Li Weiling, Zhang Xiaoling, Du Yunyi, Zhang Ying, Lu Jing, Hu Wenqing, Zhao Jun
Department of Oncology, Changzhi People's Hospital Affiliated to Changzhi Medical College, Changzhi, 046000, Shanxi, China.
Graduate School, Changzhi Medical College, Changzhi, 046000, Shanxi, China.
Biomark Res. 2022 Sep 30;10(1):71. doi: 10.1186/s40364-022-00416-x.
Recently, the global incidence of gastric/gastroesophageal junction (G/GEJ) cancer has remained high. China is also a large country with a high gastric cancer (GC) incidence rate, where the cases of GC account for 40% of all cases worldwide. More than 90% of GEJ cancers are the adenocarcinoma pathological type. Patients with early-stage G/GEJ adenocarcinoma may have a better prognosis after surgery. In contrast, patients with advanced metastatic G/GEJ adenocarcinoma usually choose comprehensive treatment based on systemic pharmacotherapy, but the subsequent long-term survival is not optimistic.
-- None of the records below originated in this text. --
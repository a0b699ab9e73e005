//! Custom error types for the common library
//!
//! This module defines application-specific error types that can be used
//! throughout the application.

use std::io::Error as IoError;
use thiserror::Error;

/// Custom error type for persisted storage operations
#[derive(Error, Debug)]
pub enum StorageError {
    /// Error occurred while reading the storage snapshot file
    #[error("Storage file read error: {0}")]
    Read(#[source] IoError),

    /// Error occurred while writing the storage snapshot file
    #[error("Storage file write error: {0}")]
    Write(#[source] IoError),

    /// Configuration error
    #[error("Storage configuration error: {0}")]
    Configuration(String),
}

/// Type alias for Result with StorageError
pub type StorageResult<T> = Result<T, StorageError>;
The discovery of various biomarkers, especially microsatellite instability (MSI), programmed cell death-ligand 1 (PD-L1), human epidermal growth factor receptor 2 (HER2), tumor mutational burden (TMB) and Epstein-Barr virus (EBV), has led to the identification of an increasing number of targeted populations and has greatly improved the clinical efficacy of treatments for G/GEJ adenocarcinoma. The ToGA trial added trastuzumab to standard chemotherapy, showed improved survival of patients with HER2-positive advanced G/GEJ adenocarcinoma and brought these patients into a new era of HER2-targeted therapy. Moreover, many HER2-targeted agents have been developed and studied in patients with advanced HER2-positive G/GEJ adenocarcinoma who have demonstrated excellent clinical outcomes. However, many patients experience disease progression with HER2-targeted therapy; hence, new anti-HER2 drugs keep being developed, significantly reducing HER2 resistance. This paper reviews HER2-targeted drugs for advanced metastatic G/GEJ adenocarcinoma, potential resistance mechanisms and future directions.
近年来,全球胃癌/胃食管交界(G/GEJ)癌发病率居高不下。中国也是胃癌(GC)高发大国,GC病例占全球所有病例的40%。超过90%的GEJ癌为腺癌病理类型。早期G/GEJ腺癌患者术后预后可能较好。相比之下,晚期转移性G/GEJ腺癌患者通常选择基于全身药物治疗的综合治疗,但随后的长期生存情况并不乐观。各种生物标志物的发现,尤其是微卫星不稳定性(MSI)、程序性细胞死亡配体1(PD-L1)、人表皮生长因子受体2(HER2)、肿瘤突变负荷(TMB)和爱泼斯坦-巴尔病毒(EBV),使得越来越多的靶向人群得以识别,并极大地提高了G/GEJ腺癌治疗的临床疗效。ToGA试验在标准化疗中加入曲妥珠单抗,显示HER2阳性晚期G/GEJ腺癌患者生存率提高,并使这些患者进入了HER2靶向治疗的新时代。此外,许多HER2靶向药物已被开发并在晚期HER2阳性G/GEJ腺癌患者中进行研究,均显示出优异的临床疗效。然而,许多患者在接受HER2靶向治疗后病情进展;因此,新的抗HER2药物不断被研发出来,显著降低了HER2耐药性。本文综述了晚期转移性G/GEJ腺癌的HER2靶向药物、潜在耐药机制及未来方向。